## Your assignment
Should a line below contain the word "push", report it.

* * *

use super::editor::DraftEditor;
use super::DraftError;

/// Live drag-reorder. Every time the dragged question passes over another
/// position the move is committed to the draft right away.
#[derive(Debug, Default)]
pub struct DragSession {
    dragging: Option<usize>,
}

impl DragSession {
    pub fn new() -> Self {
        Self::default()
    }

    pub fn start(&mut self, index: usize) {
        self.dragging = Some(index);
    }

    pub fn dragging(&self) -> Option<usize> {
        self.dragging
    }

    /// Returns whether a move was applied.
    pub fn over(&mut self, editor: &mut DraftEditor, index: usize) -> Result<bool, DraftError> {
        match self.dragging {
            Some(from) if from != index => {
                let landed = editor.move_question(from, index)?;
                self.dragging = Some(landed);
                Ok(true)
            }
            _ => Ok(false),
        }
    }

    pub fn end(&mut self) {
        self.dragging = None;
    }
}

#[cfg(test)]
mod tests {
    use super::DragSession;
    use crate::draft::{DraftEditor, QuestionField};
    use crate::storage::MemoryStore;
    use std::sync::Arc;

    fn editor(n: usize) -> DraftEditor {
        let mut e = DraftEditor::new(Arc::new(MemoryStore::new()));
        for i in 0..n {
            let idx = e.add_question();
            e.update_question(idx, QuestionField::Text(format!("q{i}"))).expect("text");
        }
        e
    }

    fn texts(e: &DraftEditor) -> Vec<&str> {
        e.draft()
            .questions
            .iter()
            .map(|q| q.question_text.as_str())
            .collect()
    }

    #[test]
    fn dragging_across_siblings_reorders_step_by_step() {
        let mut e = editor(4);
        let mut drag = DragSession::new();
        drag.start(0);

        assert!(drag.over(&mut e, 1).expect("over 1"));
        assert_eq!(texts(&e), vec!["q1", "q0", "q2", "q3"]);
        assert!(drag.over(&mut e, 2).expect("over 2"));
        assert_eq!(texts(&e), vec!["q1", "q2", "q0", "q3"]);
        assert_eq!(drag.dragging(), Some(2));

        // Hovering the dragged item itself changes nothing.
        assert!(!drag.over(&mut e, 2).expect("over self"));
        drag.end();
        assert!(!drag.over(&mut e, 0).expect("not dragging"));
        assert_eq!(texts(&e), vec!["q1", "q2", "q0", "q3"]);
        let orders: Vec<usize> = e.draft().questions.iter().map(|q| q.order).collect();
        assert_eq!(orders, vec![0, 1, 2, 3]);
    }
}
//! Respondent flow: answering a published survey.

pub mod collector;
pub mod timer;

pub use collector::{
    CollectorError, CollectorState, Progress, QuestionIssue, ResponseCollector, INVALID_LINK_MESSAGE,
};
pub use timer::{Stopwatch, Ticker, TICK_PERIOD};
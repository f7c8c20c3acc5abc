//! Survey authoring: the in-progress draft, its validation and reordering.

pub mod editor;
pub mod reorder;
pub mod validate;

pub use editor::{Confirm, DraftEditor, QuestionField, MAX_COVER_BYTES, SEEDED_OPTIONS};
pub use reorder::DragSession;

use thiserror::Error;

use crate::gateway::GatewayError;
use crate::storage::StorageError;

#[derive(Debug, Error)]
pub enum DraftError {
    #[error("Введіть назву опитування")]
    MissingTitle,
    #[error("Додайте хоча б одне питання")]
    NoQuestions,
    #[error("Введіть текст для питання {number}")]
    MissingQuestionText { number: usize },
    #[error("Питання {number}: додайте мінімум 2 варіанти")]
    NotEnoughOptions { number: usize },
    #[error("Питання {number} не існує")]
    NoSuchQuestion { number: usize },
    #[error("Питання {number}: варіанту {option} не існує")]
    NoSuchOption { number: usize, option: usize },
    #[error("Файл занадто великий (макс. 10MB)")]
    CoverTooLarge { size: usize },
    #[error(transparent)]
    Storage(#[from] StorageError),
    #[error(transparent)]
    Gateway(#[from] GatewayError),
}

impl DraftError {
    /// Local rule violations, as opposed to storage or remote failures.
    pub fn is_validation(&self) -> bool {
        matches!(
            self,
            Self::MissingTitle
                | Self::NoQuestions
                | Self::MissingQuestionText { .. }
                | Self::NotEnoughOptions { .. }
        )
    }
}
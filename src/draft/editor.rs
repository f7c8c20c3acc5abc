use std::sync::Arc;

use crate::gateway::{FileUpload, SurveyGateway};
use crate::storage::{KeyValueStore, DRAFT_KEY};
use crate::survey::types::{DESCRIPTION_MAX_CHARS, TITLE_MAX_CHARS};
use crate::survey::{Question, QuestionType, SurveyDefinition, SurveyDraft, SurveySettings};
use crate::util::text::truncate_chars;

use super::validate;
use super::DraftError;

pub const MAX_COVER_BYTES: usize = 10 * 1024 * 1024;
pub const SEEDED_OPTIONS: [&str; 2] = ["Варіант 1", "Варіант 2"];
pub const REMOVE_QUESTION_PROMPT: &str = "Видалити це питання?";

/// Gate for destructive edits.
pub trait Confirm {
    fn confirm(&self, prompt: &str) -> bool;
}

impl<F: Fn(&str) -> bool> Confirm for F {
    fn confirm(&self, prompt: &str) -> bool {
        self(prompt)
    }
}

/// Single-field edits for [`DraftEditor::update_question`]. Type changes go
/// through [`DraftEditor::change_question_type`] because they touch options.
#[derive(Debug, Clone, PartialEq)]
pub enum QuestionField {
    Text(String),
    Required(bool),
}

/// Mutable survey draft plus the cover picked for it.
///
/// Persists to one fixed storage slot; saving overwrites whatever draft was
/// there before.
pub struct DraftEditor {
    draft: SurveyDraft,
    cover: Option<FileUpload>,
    store: Arc<dyn KeyValueStore>,
}

impl DraftEditor {
    pub fn new(store: Arc<dyn KeyValueStore>) -> Self {
        Self {
            draft: SurveyDraft::default(),
            cover: None,
            store,
        }
    }

    /// Starts from the saved draft when there is a readable one.
    pub fn restore(store: Arc<dyn KeyValueStore>) -> Self {
        let mut editor = Self::new(store);
        editor.load_draft();
        editor
    }

    pub fn draft(&self) -> &SurveyDraft {
        &self.draft
    }

    pub fn cover(&self) -> Option<&FileUpload> {
        self.cover.as_ref()
    }

    pub fn set_title(&mut self, title: &str) {
        self.draft.title = truncate_chars(title, TITLE_MAX_CHARS);
    }

    pub fn set_description(&mut self, description: &str) {
        self.draft.description = truncate_chars(description, DESCRIPTION_MAX_CHARS);
    }

    pub fn settings_mut(&mut self) -> &mut SurveySettings {
        &mut self.draft.settings
    }

    fn question_mut(&mut self, index: usize) -> Result<&mut Question, DraftError> {
        self.draft
            .questions
            .get_mut(index)
            .ok_or(DraftError::NoSuchQuestion { number: index + 1 })
    }

    fn renumber(&mut self) {
        for (i, q) in self.draft.questions.iter_mut().enumerate() {
            q.order = i;
        }
    }

    /// Appends a blank text question and returns its index.
    pub fn add_question(&mut self) -> usize {
        let index = self.draft.questions.len();
        self.draft.questions.push(Question::blank(index));
        index
    }

    /// Returns `Ok(false)` when the author declines.
    pub fn remove_question(&mut self, index: usize, confirm: &dyn Confirm) -> Result<bool, DraftError> {
        if index >= self.draft.questions.len() {
            return Err(DraftError::NoSuchQuestion { number: index + 1 });
        }
        if !confirm.confirm(REMOVE_QUESTION_PROMPT) {
            return Ok(false);
        }
        self.draft.questions.remove(index);
        self.renumber();
        Ok(true)
    }

    pub fn update_question(&mut self, index: usize, field: QuestionField) -> Result<(), DraftError> {
        let question = self.question_mut(index)?;
        match field {
            QuestionField::Text(text) => question.question_text = text,
            QuestionField::Required(required) => question.required = required,
        }
        Ok(())
    }

    /// Lossy: leaving radio/checkbox discards the options for good.
    pub fn change_question_type(
        &mut self,
        index: usize,
        question_type: QuestionType,
    ) -> Result<(), DraftError> {
        let question = self.question_mut(index)?;
        question.question_type = question_type;
        if question_type.has_options() {
            if question.non_empty_options().is_empty() {
                question.options = SEEDED_OPTIONS.iter().map(|o| o.to_string()).collect();
            }
        } else {
            question.options.clear();
        }
        Ok(())
    }

    pub fn add_option(&mut self, index: usize) -> Result<usize, DraftError> {
        let question = self.question_mut(index)?;
        question.options.push(String::new());
        Ok(question.options.len() - 1)
    }

    pub fn remove_option(&mut self, index: usize, option: usize) -> Result<(), DraftError> {
        let question = self.question_mut(index)?;
        if option >= question.options.len() {
            return Err(DraftError::NoSuchOption {
                number: index + 1,
                option: option + 1,
            });
        }
        question.options.remove(option);
        Ok(())
    }

    pub fn update_option(&mut self, index: usize, option: usize, value: &str) -> Result<(), DraftError> {
        let question = self.question_mut(index)?;
        let slot = question
            .options
            .get_mut(option)
            .ok_or(DraftError::NoSuchOption {
                number: index + 1,
                option: option + 1,
            })?;
        *slot = value.to_string();
        Ok(())
    }

    /// Takes the question at `from` out and reinserts it at `to` (clamped to
    /// the last position). Returns where it landed.
    pub fn move_question(&mut self, from: usize, to: usize) -> Result<usize, DraftError> {
        if from >= self.draft.questions.len() {
            return Err(DraftError::NoSuchQuestion { number: from + 1 });
        }
        let moved = self.draft.questions.remove(from);
        let to = to.min(self.draft.questions.len());
        self.draft.questions.insert(to, moved);
        self.renumber();
        Ok(to)
    }

    pub fn select_cover(&mut self, file: FileUpload) -> Result<(), DraftError> {
        if file.len() > MAX_COVER_BYTES {
            return Err(DraftError::CoverTooLarge { size: file.len() });
        }
        self.cover = Some(file);
        Ok(())
    }

    pub fn remove_cover(&mut self) {
        self.cover = None;
    }

    /// The cover is not part of the saved draft.
    pub fn save_draft(&self) -> Result<(), DraftError> {
        let payload = serde_json::to_string(&self.draft).map_err(crate::storage::StorageError::from)?;
        self.store.set(DRAFT_KEY, &payload)?;
        tracing::info!(questions = self.draft.questions.len(), "draft saved");
        Ok(())
    }

    /// Replaces the working draft with the saved one. Unreadable or malformed
    /// content is logged and ignored.
    pub fn load_draft(&mut self) -> bool {
        let raw = match self.store.get(DRAFT_KEY) {
            Ok(Some(raw)) => raw,
            Ok(None) => return false,
            Err(err) => {
                tracing::warn!(error = %err, "unable to read saved draft");
                return false;
            }
        };
        match serde_json::from_str::<SurveyDraft>(&raw) {
            Ok(draft) => {
                self.draft = draft;
                tracing::debug!(questions = self.draft.questions.len(), "draft restored");
                true
            }
            Err(err) => {
                tracing::warn!(error = %err, "failed to load draft");
                false
            }
        }
    }

    pub fn clear_draft(&self) -> Result<(), DraftError> {
        self.store.remove(DRAFT_KEY)?;
        Ok(())
    }

    pub fn validate(&mut self) -> Result<(), DraftError> {
        validate::validate(&mut self.draft)
    }

    /// Creates the survey, then attaches the cover on a best-effort basis.
    ///
    /// A failed cover upload is logged and the created survey is kept. On a
    /// failed creation the draft stays as it was so the author can retry.
    pub async fn submit<G>(&mut self, gateway: &G) -> Result<SurveyDefinition, DraftError>
    where
        G: SurveyGateway + ?Sized,
    {
        self.validate()?;
        let created = gateway.create_survey(&self.draft).await.map_err(|err| {
            tracing::warn!(error = %err, "survey creation failed");
            DraftError::Gateway(err)
        })?;

        if let Some(cover) = &self.cover {
            if let Err(err) = gateway.upload_survey_cover(&created.id, cover).await {
                tracing::warn!(survey_id = %created.id, error = %err, "cover upload failed");
            }
        }

        if let Err(err) = self.clear_draft() {
            tracing::warn!(error = %err, "unable to clear saved draft");
        }
        self.draft = SurveyDraft::default();
        self.cover = None;
        Ok(created)
    }
}
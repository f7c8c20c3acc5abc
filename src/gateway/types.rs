use serde::{Deserialize, Serialize};
use serde_json::Value;
use std::path::Path;

use crate::survey::{AnswerValue, ImageRef, QuestionType, SurveySettings};

/// Most endpoints wrap their payload in `{ "data": ... }`.
#[derive(Debug, Deserialize)]
pub struct Envelope<T> {
    pub data: T,
}

#[derive(Debug, Clone, PartialEq, Serialize, Deserialize)]
#[serde(rename_all = "camelCase")]
pub struct User {
    #[serde(rename = "_id", default)]
    pub id: String,
    pub username: String,
    pub email: String,
    #[serde(default)]
    pub is_verified: bool,
    #[serde(default)]
    pub avatar: Option<ImageRef>,
}

#[derive(Debug, Clone, Serialize)]
pub struct RegisterRequest {
    pub username: String,
    pub email: String,
    pub password: String,
}

#[derive(Debug, Clone, Serialize)]
pub struct LoginRequest {
    pub email: String,
    pub password: String,
}

#[derive(Debug, Clone, Deserialize)]
pub struct LoginResponse {
    pub token: String,
    pub user: User,
}

#[derive(Debug, Clone, Deserialize)]
pub(crate) struct MeResponse {
    pub user: User,
}

#[derive(Debug, Clone, Default, Deserialize)]
pub struct MessageResponse {
    #[serde(default)]
    pub message: String,
}

#[derive(Debug, Clone, Default, Serialize)]
#[serde(rename_all = "camelCase")]
pub struct SurveyUpdate {
    #[serde(skip_serializing_if = "Option::is_none")]
    pub title: Option<String>,
    #[serde(skip_serializing_if = "Option::is_none")]
    pub description: Option<String>,
    #[serde(skip_serializing_if = "Option::is_none")]
    pub is_active: Option<bool>,
    #[serde(skip_serializing_if = "Option::is_none")]
    pub settings: Option<SurveySettings>,
}

#[derive(Debug, Clone, Deserialize)]
#[serde(rename_all = "camelCase")]
pub(crate) struct LinkResponse {
    pub unique_link: String,
}

#[derive(Debug, Clone, PartialEq, Serialize)]
#[serde(rename_all = "camelCase")]
pub struct AnswerEntry {
    pub question_id: String,
    pub answer_value: Option<AnswerValue>,
}

/// Body of `POST /public/survey/:link/submit`.
#[derive(Debug, Clone, PartialEq, Serialize)]
#[serde(rename_all = "camelCase")]
pub struct ResponseSubmission {
    pub answers: Vec<AnswerEntry>,
    pub completion_time: u64,
}

/// A file picked for multipart upload.
#[derive(Debug, Clone, PartialEq)]
pub struct FileUpload {
    pub file_name: String,
    pub mime: String,
    pub bytes: Vec<u8>,
}

impl FileUpload {
    pub fn from_path(path: &Path) -> Result<Self, String> {
        let bytes = std::fs::read(path)
            .map_err(|e| format!("Unable to read {}: {e}", path.display()))?;
        let file_name = path
            .file_name()
            .map(|n| n.to_string_lossy().to_string())
            .unwrap_or_else(|| "upload".to_string());
        let mime = mime_for(&file_name).to_string();
        Ok(Self {
            file_name,
            mime,
            bytes,
        })
    }

    pub fn len(&self) -> usize {
        self.bytes.len()
    }

    pub fn is_empty(&self) -> bool {
        self.bytes.is_empty()
    }
}

fn mime_for(file_name: &str) -> &'static str {
    let ext = file_name
        .rsplit_once('.')
        .map(|(_, ext)| ext.to_lowercase())
        .unwrap_or_default();
    match ext.as_str() {
        "png" => "image/png",
        "jpg" | "jpeg" => "image/jpeg",
        "gif" => "image/gif",
        "webp" => "image/webp",
        _ => "application/octet-stream",
    }
}

#[derive(Debug, Clone, Default, PartialEq, Deserialize)]
#[serde(rename_all = "camelCase")]
pub struct AnalyticsSummary {
    #[serde(default)]
    pub total_responses: u64,
    #[serde(default)]
    pub average_completion_time: f64,
}

#[derive(Debug, Clone, PartialEq, Deserialize)]
pub struct DateCount {
    pub date: String,
    pub count: u64,
}

#[derive(Debug, Clone, Default, PartialEq, Deserialize)]
#[serde(rename_all = "camelCase")]
pub struct QuestionChartData {
    #[serde(default)]
    pub chart_type: String,
    #[serde(default)]
    pub labels: Vec<Value>,
    #[serde(default)]
    pub values: Vec<u64>,
    #[serde(default)]
    pub answers: Vec<String>,
    #[serde(default)]
    pub total_answers: u64,
}

impl QuestionChartData {
    /// Free-text questions list answers instead of a chart.
    pub fn is_text(&self) -> bool {
        self.chart_type == "text"
    }

    pub fn label_strings(&self) -> Vec<String> {
        self.labels
            .iter()
            .map(|l| match l {
                Value::String(s) => s.clone(),
                other => other.to_string(),
            })
            .collect()
    }

    /// Share of each bar in the total, one decimal place.
    pub fn percentages(&self) -> Vec<f64> {
        let total: u64 = self.values.iter().sum();
        self.values
            .iter()
            .map(|v| {
                if total == 0 {
                    0.0
                } else {
                    ((*v as f64 / total as f64) * 1000.0).round() / 10.0
                }
            })
            .collect()
    }

    /// Answers the API held back from the sample it returned.
    pub fn hidden_answers(&self) -> u64 {
        self.total_answers.saturating_sub(self.answers.len() as u64)
    }
}

#[derive(Debug, Clone, PartialEq, Deserialize)]
#[serde(rename_all = "camelCase")]
pub struct QuestionAnalytics {
    pub question_id: String,
    pub question_text: String,
    pub question_type: QuestionType,
    #[serde(default)]
    pub total_answers: u64,
    #[serde(default)]
    pub data: Option<QuestionChartData>,
}

#[derive(Debug, Clone, Default, PartialEq, Deserialize)]
#[serde(rename_all = "camelCase")]
pub struct SurveyAnalytics {
    #[serde(default)]
    pub summary: AnalyticsSummary,
    #[serde(default)]
    pub responses_by_date: Vec<DateCount>,
    #[serde(default)]
    pub question_analytics: Vec<QuestionAnalytics>,
}
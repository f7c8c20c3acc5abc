use std::path::Path;

use crate::auth::forms::PASSWORD_MIN_CHARS;
use crate::auth::{FormError, LoginForm, RegisterForm, Session};
use crate::draft::Confirm;
use crate::gateway::types::User;
use crate::gateway::{FileUpload, HttpGateway};
use crate::routes::Route;
use crate::survey::ImageRef;
use crate::util::text::is_valid_email;

use super::{require_session, CommandError};

pub const REGISTERED_MESSAGE: &str = "Реєстрація успішна! Перевірте email для підтвердження.";
pub const RESENT_MESSAGE: &str = "Email відправлено! Перевірте пошту.";
pub const LOGOUT_PROMPT: &str = "Ви впевнені, що хочете вийти?";

#[derive(Debug, Clone, PartialEq)]
pub enum LoginOutcome {
    SignedIn(User),
    /// The account exists but its email is unconfirmed; the caller may offer
    /// [`resend_verification`].
    VerificationRequired { message: String },
}

pub async fn register(gateway: &HttpGateway, form: &RegisterForm) -> Result<String, CommandError> {
    let request = form.validate()?;
    gateway.register(&request).await?;
    tracing::info!(username = %request.username, "account registered");
    Ok(REGISTERED_MESSAGE.to_string())
}

pub async fn login(gateway: &HttpGateway, form: &LoginForm) -> Result<LoginOutcome, CommandError> {
    let request = form.validate()?;
    match gateway.login(&request).await {
        Ok(response) => {
            gateway.session().login(&response.token, &response.user)?;
            Ok(LoginOutcome::SignedIn(response.user))
        }
        Err(err) if err.requires_verification() => Ok(LoginOutcome::VerificationRequired {
            message: err.to_string(),
        }),
        Err(err) => Err(err.into()),
    }
}

pub async fn resend_verification(gateway: &HttpGateway, form: &LoginForm) -> Result<String, CommandError> {
    let email = form.resend_target()?;
    gateway.resend_verification(email).await?;
    Ok(RESENT_MESSAGE.to_string())
}

pub async fn verify_email(gateway: &HttpGateway, token: &str) -> Result<String, CommandError> {
    if token.trim().is_empty() {
        return Err(CommandError::Invalid("Токен не знайдено".to_string()));
    }
    let response = gateway.verify_email(token.trim()).await?;
    Ok(non_empty_or(response.message, "Email підтверджено"))
}

pub async fn forgot_password(gateway: &HttpGateway, email: &str) -> Result<String, CommandError> {
    if email.trim().is_empty() {
        return Err(FormError::EmailRequired.into());
    }
    if !is_valid_email(email.trim()) {
        return Err(FormError::InvalidEmail.into());
    }
    let response = gateway.forgot_password(email.trim()).await?;
    Ok(non_empty_or(response.message, RESENT_MESSAGE))
}

pub async fn reset_password(gateway: &HttpGateway, token: &str, password: &str) -> Result<String, CommandError> {
    if password.chars().count() < PASSWORD_MIN_CHARS {
        return Err(FormError::PasswordTooShort.into());
    }
    let response = gateway.reset_password(token.trim(), password).await?;
    Ok(non_empty_or(response.message, "Пароль змінено"))
}

/// Clears the stored session once the user agrees.
pub fn logout(session: &Session, confirm: &dyn Confirm) -> Result<bool, CommandError> {
    if !confirm.confirm(LOGOUT_PROMPT) {
        return Ok(false);
    }
    session.logout()?;
    Ok(true)
}

/// Re-reads the profile from the server into the cached session user.
pub async fn refresh_profile(gateway: &HttpGateway) -> Result<User, CommandError> {
    let session = gateway.session();
    require_session(Route::Dashboard, session)?;
    let user = gateway.me().await?;
    if let Some(token) = session.token()? {
        session.login(&token, &user)?;
    }
    Ok(user)
}

pub async fn upload_avatar(gateway: &HttpGateway, path: &Path) -> Result<Option<ImageRef>, CommandError> {
    require_session(Route::Dashboard, gateway.session())?;
    let file = FileUpload::from_path(path)?;
    let avatar = gateway.upload_avatar(&file).await?;
    refresh_profile(gateway).await?;
    Ok(avatar)
}

pub async fn remove_avatar(gateway: &HttpGateway) -> Result<(), CommandError> {
    require_session(Route::Dashboard, gateway.session())?;
    gateway.delete_avatar().await?;
    refresh_profile(gateway).await?;
    Ok(())
}

fn non_empty_or(message: String, fallback: &str) -> String {
    if message.trim().is_empty() {
        fallback.to_string()
    } else {
        message
    }
}
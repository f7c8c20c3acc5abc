use crate::gateway::GatewayError;

use super::session::Session;

/// What the UI should do with a failed remote call.
#[derive(Debug, Clone, PartialEq, Eq)]
pub struct Resolution {
    pub message: String,
    pub forced_logout: bool,
    pub offer_resend_verification: bool,
}

/// Maps a gateway failure to its user-facing outcome. An unauthorized
/// response clears the session before returning.
pub fn resolve(err: &GatewayError, session: &Session) -> Resolution {
    let forced_logout = err.requires_logout();
    if forced_logout {
        if let Err(store_err) = session.logout() {
            tracing::error!(error = %store_err, "unable to clear session after unauthorized response");
        }
    }
    Resolution {
        message: err.to_string(),
        forced_logout,
        offer_resend_verification: err.requires_verification(),
    }
}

* * *

## Answer to this problem
        self.draft.questions.push(Question::blank(index));
        question.options.push(String::new());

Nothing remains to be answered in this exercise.